When you write out the records, keep every line exactly as it is.

Dataset records START

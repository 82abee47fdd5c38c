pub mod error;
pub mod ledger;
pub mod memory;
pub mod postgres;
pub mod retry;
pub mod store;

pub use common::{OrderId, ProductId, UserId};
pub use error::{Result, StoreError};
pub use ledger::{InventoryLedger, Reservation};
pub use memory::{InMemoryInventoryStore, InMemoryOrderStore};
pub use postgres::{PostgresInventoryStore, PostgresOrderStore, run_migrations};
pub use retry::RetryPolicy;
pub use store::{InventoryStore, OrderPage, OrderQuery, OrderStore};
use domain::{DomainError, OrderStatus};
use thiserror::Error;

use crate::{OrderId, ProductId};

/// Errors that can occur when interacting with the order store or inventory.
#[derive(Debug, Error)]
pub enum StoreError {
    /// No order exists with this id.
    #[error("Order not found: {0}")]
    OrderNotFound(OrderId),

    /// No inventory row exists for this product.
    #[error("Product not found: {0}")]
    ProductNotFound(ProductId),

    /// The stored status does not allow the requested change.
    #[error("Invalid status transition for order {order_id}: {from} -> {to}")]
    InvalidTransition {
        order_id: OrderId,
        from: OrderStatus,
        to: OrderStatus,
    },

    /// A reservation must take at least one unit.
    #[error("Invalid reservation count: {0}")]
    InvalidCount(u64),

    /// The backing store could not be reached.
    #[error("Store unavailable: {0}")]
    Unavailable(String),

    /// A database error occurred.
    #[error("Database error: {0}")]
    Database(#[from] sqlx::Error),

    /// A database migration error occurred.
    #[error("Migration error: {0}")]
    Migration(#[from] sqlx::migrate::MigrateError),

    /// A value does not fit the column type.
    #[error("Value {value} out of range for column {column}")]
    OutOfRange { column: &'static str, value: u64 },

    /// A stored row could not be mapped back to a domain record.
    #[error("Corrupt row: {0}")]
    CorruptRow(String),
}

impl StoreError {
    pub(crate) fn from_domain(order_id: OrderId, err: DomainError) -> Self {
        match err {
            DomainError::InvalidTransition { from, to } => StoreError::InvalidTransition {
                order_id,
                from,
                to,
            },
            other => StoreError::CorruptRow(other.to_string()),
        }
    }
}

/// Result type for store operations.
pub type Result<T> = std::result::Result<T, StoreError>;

Dataset records END

[Solution to this task]:
repository 82abee47fdd5c38c
pub mod error;
pub mod ledger;
pub mod memory;
pub mod postgres;
pub mod retry;
pub mod store;

pub use common::{OrderId, ProductId, UserId};
pub use error::{Result, StoreError};
pub use ledger::{InventoryLedger, Reservation};
pub use memory::{InMemoryInventoryStore, InMemoryOrderStore};
pub use postgres::{PostgresInventoryStore, PostgresOrderStore, run_migrations};
pub use retry::RetryPolicy;
pub use store::{InventoryStore, OrderPage, OrderQuery, OrderStore};
use domain::{DomainError, OrderStatus};
use thiserror::Error;

use crate::{OrderId, ProductId};

/// Errors that can occur when interacting with the order store or inventory.
#[derive(Debug, Error)]
pub enum StoreError {
    /// No order exists with this id.
    #[error("Order not found: {0}")]
    OrderNotFound(OrderId),

    /// No inventory row exists for this product.
    #[error("Product not found: {0}")]
    ProductNotFound(ProductId),

    /// The stored status does not allow the requested change.
    #[error("Invalid status transition for order {order_id}: {from} -> {to}")]
    InvalidTransition {
        order_id: OrderId,
        from: OrderStatus,
        to: OrderStatus,
    },

    /// A reservation must take at least one unit.
    #[error("Invalid reservation count: {0}")]
    InvalidCount(u64),

    /// The backing store could not be reached.
    #[error("Store unavailable: {0}")]
    Unavailable(String),

    /// A database error occurred.
    #[error("Database error: {0}")]
    Database(#[from] sqlx::Error),

    /// A database migration error occurred.
    #[error("Migration error: {0}")]
    Migration(#[from] sqlx::migrate::MigrateError),

    /// A value does not fit the column type.
    #[error("Value {value} out of range for column {column}")]
    OutOfRange { column: &'static str, value: u64 },

    /// A stored row could not be mapped back to a domain record.
    #[error("Corrupt row: {0}")]
    CorruptRow(String),
}

impl StoreError {
    pub(crate) fn from_domain(order_id: OrderId, err: DomainError) -> Self {
        match err {
            DomainError::InvalidTransition { from, to } => StoreError::InvalidTransition {
                order_id,
                from,
                to,
            },
            other => StoreError::CorruptRow(other.to_string()),
        }
    }
}

/// Result type for store operations.
pub type Result<T> = std::result::Result<T, StoreError>;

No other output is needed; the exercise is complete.